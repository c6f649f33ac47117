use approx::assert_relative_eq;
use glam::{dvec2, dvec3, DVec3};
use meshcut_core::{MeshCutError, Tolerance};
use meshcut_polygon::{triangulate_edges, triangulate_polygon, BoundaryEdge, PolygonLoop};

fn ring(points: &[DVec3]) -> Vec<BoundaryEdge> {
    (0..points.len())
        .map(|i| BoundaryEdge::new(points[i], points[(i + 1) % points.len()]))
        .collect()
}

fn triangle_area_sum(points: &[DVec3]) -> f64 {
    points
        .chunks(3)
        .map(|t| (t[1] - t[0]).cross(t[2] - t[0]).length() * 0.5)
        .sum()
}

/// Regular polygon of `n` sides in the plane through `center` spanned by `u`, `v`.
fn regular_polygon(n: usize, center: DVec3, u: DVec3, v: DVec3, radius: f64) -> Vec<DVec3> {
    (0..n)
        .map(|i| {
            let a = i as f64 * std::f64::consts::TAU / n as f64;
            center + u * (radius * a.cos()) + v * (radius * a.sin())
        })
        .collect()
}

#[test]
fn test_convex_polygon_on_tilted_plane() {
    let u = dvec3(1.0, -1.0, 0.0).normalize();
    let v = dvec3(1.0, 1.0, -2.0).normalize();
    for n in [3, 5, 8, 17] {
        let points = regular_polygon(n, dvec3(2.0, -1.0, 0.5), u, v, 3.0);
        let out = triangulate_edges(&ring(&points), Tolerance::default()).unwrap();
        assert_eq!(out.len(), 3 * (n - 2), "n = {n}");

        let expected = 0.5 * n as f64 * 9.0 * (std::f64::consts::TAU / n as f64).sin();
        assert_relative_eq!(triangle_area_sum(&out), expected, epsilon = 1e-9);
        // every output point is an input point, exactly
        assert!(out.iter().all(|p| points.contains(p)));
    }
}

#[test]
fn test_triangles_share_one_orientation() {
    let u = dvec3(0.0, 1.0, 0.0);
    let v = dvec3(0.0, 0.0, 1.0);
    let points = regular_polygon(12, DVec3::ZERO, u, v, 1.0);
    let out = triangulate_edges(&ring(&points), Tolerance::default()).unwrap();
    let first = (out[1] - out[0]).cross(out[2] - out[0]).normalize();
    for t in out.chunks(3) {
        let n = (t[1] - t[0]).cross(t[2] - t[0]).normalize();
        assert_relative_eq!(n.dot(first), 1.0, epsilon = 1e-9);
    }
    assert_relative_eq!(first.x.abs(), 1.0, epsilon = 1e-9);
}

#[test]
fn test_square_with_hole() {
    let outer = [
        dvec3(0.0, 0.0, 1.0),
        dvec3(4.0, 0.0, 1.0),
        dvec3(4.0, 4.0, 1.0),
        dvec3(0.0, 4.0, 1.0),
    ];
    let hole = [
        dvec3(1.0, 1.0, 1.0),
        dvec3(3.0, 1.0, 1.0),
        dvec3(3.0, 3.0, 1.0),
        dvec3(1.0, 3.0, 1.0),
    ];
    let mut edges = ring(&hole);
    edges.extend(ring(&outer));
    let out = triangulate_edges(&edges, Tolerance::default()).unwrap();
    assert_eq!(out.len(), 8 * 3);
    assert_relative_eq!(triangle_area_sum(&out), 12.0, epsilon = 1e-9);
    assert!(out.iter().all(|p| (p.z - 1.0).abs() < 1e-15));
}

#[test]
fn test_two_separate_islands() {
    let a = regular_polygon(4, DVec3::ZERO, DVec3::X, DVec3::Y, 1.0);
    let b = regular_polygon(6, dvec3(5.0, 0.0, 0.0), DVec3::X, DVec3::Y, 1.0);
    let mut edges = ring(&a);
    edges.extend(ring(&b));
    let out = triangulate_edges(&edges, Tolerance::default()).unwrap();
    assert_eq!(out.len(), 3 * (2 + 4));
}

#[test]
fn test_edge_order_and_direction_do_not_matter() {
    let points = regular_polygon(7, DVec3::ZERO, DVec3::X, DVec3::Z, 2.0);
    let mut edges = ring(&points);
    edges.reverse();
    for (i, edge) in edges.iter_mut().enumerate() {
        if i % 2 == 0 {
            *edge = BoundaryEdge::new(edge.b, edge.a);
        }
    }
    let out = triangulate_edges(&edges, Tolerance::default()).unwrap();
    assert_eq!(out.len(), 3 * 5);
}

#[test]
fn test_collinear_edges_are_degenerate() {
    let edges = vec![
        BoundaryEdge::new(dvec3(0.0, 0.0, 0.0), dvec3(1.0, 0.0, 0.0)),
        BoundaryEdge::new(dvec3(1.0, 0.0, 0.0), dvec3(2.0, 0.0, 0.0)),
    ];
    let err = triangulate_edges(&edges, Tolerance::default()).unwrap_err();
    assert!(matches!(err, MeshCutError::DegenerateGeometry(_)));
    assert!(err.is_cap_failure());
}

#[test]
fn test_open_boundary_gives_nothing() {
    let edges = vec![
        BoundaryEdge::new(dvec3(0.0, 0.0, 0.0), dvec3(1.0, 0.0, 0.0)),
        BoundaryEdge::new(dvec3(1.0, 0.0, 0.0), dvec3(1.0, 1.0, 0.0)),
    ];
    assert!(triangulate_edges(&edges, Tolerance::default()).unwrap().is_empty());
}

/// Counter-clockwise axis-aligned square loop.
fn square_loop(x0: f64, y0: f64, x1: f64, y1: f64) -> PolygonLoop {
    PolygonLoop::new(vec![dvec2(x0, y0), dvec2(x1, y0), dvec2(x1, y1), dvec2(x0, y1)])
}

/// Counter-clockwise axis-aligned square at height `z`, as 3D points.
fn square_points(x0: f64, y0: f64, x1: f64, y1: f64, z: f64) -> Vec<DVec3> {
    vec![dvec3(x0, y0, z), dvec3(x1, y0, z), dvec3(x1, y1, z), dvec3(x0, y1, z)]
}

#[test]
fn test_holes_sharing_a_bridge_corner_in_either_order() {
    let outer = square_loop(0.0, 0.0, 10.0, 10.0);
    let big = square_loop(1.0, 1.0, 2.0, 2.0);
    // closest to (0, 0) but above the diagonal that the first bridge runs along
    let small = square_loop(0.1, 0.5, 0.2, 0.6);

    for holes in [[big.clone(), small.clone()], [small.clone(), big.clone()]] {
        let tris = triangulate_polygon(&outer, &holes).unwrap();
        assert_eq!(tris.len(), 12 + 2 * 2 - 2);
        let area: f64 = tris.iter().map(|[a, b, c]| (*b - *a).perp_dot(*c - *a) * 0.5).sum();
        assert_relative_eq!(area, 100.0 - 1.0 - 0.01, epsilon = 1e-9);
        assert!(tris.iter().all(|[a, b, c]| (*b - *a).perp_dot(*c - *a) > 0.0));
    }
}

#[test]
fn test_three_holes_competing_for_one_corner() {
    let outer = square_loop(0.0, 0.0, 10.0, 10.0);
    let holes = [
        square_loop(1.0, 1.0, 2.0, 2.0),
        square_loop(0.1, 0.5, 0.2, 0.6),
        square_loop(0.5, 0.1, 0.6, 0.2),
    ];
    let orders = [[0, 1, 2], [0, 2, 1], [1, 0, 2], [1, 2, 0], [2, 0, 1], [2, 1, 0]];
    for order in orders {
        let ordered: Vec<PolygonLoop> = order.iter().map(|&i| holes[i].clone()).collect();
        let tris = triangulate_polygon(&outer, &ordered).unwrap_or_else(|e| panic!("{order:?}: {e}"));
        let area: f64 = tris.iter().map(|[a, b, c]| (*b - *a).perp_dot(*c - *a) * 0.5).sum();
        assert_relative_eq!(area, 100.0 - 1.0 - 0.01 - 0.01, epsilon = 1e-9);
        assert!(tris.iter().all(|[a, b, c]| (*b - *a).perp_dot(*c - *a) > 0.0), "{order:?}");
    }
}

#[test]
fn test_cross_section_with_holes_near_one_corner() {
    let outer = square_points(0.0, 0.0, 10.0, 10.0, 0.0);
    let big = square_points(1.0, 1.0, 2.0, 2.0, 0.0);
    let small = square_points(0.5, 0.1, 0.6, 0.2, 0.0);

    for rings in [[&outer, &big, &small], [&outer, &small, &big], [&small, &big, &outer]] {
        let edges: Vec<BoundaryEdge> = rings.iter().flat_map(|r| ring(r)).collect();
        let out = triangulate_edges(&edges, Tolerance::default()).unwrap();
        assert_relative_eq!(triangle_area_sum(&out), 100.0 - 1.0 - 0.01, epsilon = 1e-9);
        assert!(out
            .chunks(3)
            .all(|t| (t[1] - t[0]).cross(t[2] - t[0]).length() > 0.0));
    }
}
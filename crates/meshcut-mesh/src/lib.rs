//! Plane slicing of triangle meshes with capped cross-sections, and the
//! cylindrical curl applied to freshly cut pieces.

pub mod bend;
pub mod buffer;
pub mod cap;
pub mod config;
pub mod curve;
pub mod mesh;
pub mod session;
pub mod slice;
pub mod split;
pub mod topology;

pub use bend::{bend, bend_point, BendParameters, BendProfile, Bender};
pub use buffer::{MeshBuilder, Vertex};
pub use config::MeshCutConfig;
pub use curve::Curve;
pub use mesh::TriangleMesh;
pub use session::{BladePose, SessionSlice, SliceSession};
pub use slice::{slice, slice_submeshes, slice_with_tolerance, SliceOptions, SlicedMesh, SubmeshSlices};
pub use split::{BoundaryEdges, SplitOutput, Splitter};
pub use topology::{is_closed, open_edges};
- - -
▸ **Your instructions**
Take the lines above from the one containing "DVec3, radius: f64)" down to the one containing "for n in [3, 5, 8, 17]", and transcribe them exactly, both ends included.

▸ **Solution**
fn regular_polygon(n: usize, center: DVec3, u: DVec3, v: DVec3, radius: f64) -> Vec<DVec3> {
    (0..n)
        .map(|i| {
            let a = i as f64 * std::f64::consts::TAU / n as f64;
            center + u * (radius * a.cos()) + v * (radius * a.sin())
        })
        .collect()
}

#[test]
fn test_convex_polygon_on_tilted_plane() {
    let u = dvec3(1.0, -1.0, 0.0).normalize();
    let v = dvec3(1.0, 1.0, -2.0).normalize();
    for n in [3, 5, 8, 17] {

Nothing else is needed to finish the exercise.